**AIM OF THE EXERCISE:** Please repeat all of the listing exactly.
BEGIN EXERCISE INPUT
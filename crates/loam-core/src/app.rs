//! Application shell: a [`ModuleSystem`] with the [`Tasks`] service already
//! registered.

use alloc::rc::Rc;

use log::{error, info};

use crate::config::AppConfig;
use crate::logger::{Logger, MemoryLogger};
use crate::system::{Module, ModuleId, ModuleSystem, SystemError};
use crate::tasks::Tasks;
use crate::time::{Clock, Millis};

pub struct App {
    system: ModuleSystem,
    tasks: Rc<Tasks>,
    config: AppConfig,
    memory_log: Option<Rc<MemoryLogger>>,
}

impl App {
    /// Build an app logging to the sink named by `config.log_kind`.
    pub fn new(config: AppConfig, clock: Rc<dyn Clock>) -> Result<Self, SystemError> {
        let (logger, memory_log) = config.log_kind.logger();
        let mut app = Self::with_logger(config, clock, logger)?;
        app.memory_log = memory_log;
        Ok(app)
    }

    pub fn with_logger(
        config: AppConfig,
        clock: Rc<dyn Clock>,
        logger: Rc<dyn Logger>,
    ) -> Result<Self, SystemError> {
        let mut system = ModuleSystem::new(logger.clone(), config.reserve_modules);
        let tasks = Tasks::new(config.reserve_tasks, clock, logger);
        tasks.module().register(&mut system)?;
        Ok(Self {
            system,
            tasks,
            config,
            memory_log: None,
        })
    }

    pub fn register(&mut self, module: Module) -> Result<ModuleId, SystemError> {
        module.register(&mut self.system)
    }

    /// Link, init and start every registered module.
    pub fn setup(&mut self) -> Result<(), SystemError> {
        match self.system.setup() {
            Ok(()) => {
                info!("App started: {:?}", self.system.sorted_names());
                Ok(())
            }
            Err(e) => {
                error!("App setup failed: {}", e);
                Err(e)
            }
        }
    }

    /// One pass over every update callback, due tasks included.
    pub fn loop_once(&mut self) -> Result<usize, SystemError> {
        self.system.update()
    }

    pub fn tasks(&self) -> &Rc<Tasks> {
        &self.tasks
    }

    pub fn system(&self) -> &ModuleSystem {
        &self.system
    }

    pub fn config(&self) -> &AppConfig {
        &self.config
    }

    pub fn logger(&self) -> &Rc<dyn Logger> {
        self.system.logger()
    }

    /// Retained diagnostics when built with [`LogKind::Memory`].
    ///
    /// [`LogKind::Memory`]: crate::config::LogKind::Memory
    pub fn memory_log(&self) -> Option<&Rc<MemoryLogger>> {
        self.memory_log.as_ref()
    }

    pub fn now(&self) -> Millis {
        self.tasks.now()
    }

    pub fn is_ok(&self) -> bool {
        self.system.is_ok()
    }
}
END EXERCISE INPUT
**SOLUTION TO THE EXERCISE:**
filename crates/loam-core/src/app.rs
//! Application shell: a [`ModuleSystem`] with the [`Tasks`] service already
//! registered.

use alloc::rc::Rc;

use log::{error, info};

use crate::config::AppConfig;
use crate::logger::{Logger, MemoryLogger};
use crate::system::{Module, ModuleId, ModuleSystem, SystemError};
use crate::tasks::Tasks;
use crate::time::{Clock, Millis};

pub struct App {
    system: ModuleSystem,
    tasks: Rc<Tasks>,
    config: AppConfig,
    memory_log: Option<Rc<MemoryLogger>>,
}

impl App {
    /// Build an app logging to the sink named by `config.log_kind`.
    pub fn new(config: AppConfig, clock: Rc<dyn Clock>) -> Result<Self, SystemError> {
        let (logger, memory_log) = config.log_kind.logger();
        let mut app = Self::with_logger(config, clock, logger)?;
        app.memory_log = memory_log;
        Ok(app)
    }

    pub fn with_logger(
        config: AppConfig,
        clock: Rc<dyn Clock>,
        logger: Rc<dyn Logger>,
    ) -> Result<Self, SystemError> {
        let mut system = ModuleSystem::new(logger.clone(), config.reserve_modules);
        let tasks = Tasks::new(config.reserve_tasks, clock, logger);
        tasks.module().register(&mut system)?;
        Ok(Self {
            system,
            tasks,
            config,
            memory_log: None,
        })
    }

    pub fn register(&mut self, module: Module) -> Result<ModuleId, SystemError> {
        module.register(&mut self.system)
    }

    /// Link, init and start every registered module.
    pub fn setup(&mut self) -> Result<(), SystemError> {
        match self.system.setup() {
            Ok(()) => {
                info!("App started: {:?}", self.system.sorted_names());
                Ok(())
            }
            Err(e) => {
                error!("App setup failed: {}", e);
                Err(e)
            }
        }
    }

    /// One pass over every update callback, due tasks included.
    pub fn loop_once(&mut self) -> Result<usize, SystemError> {
        self.system.update()
    }

    pub fn tasks(&self) -> &Rc<Tasks> {
        &self.tasks
    }

    pub fn system(&self) -> &ModuleSystem {
        &self.system
    }

    pub fn config(&self) -> &AppConfig {
        &self.config
    }

    pub fn logger(&self) -> &Rc<dyn Logger> {
        self.system.logger()
    }

    /// Retained diagnostics when built with [`LogKind::Memory`].
    ///
    /// [`LogKind::Memory`]: crate::config::LogKind::Memory
    pub fn memory_log(&self) -> Option<&Rc<MemoryLogger>> {
        self.memory_log.as_ref()
    }

    pub fn now(&self) -> Millis {
        self.tasks.now()
    }

    pub fn is_ok(&self) -> bool {
        self.system.is_ok()
    }
}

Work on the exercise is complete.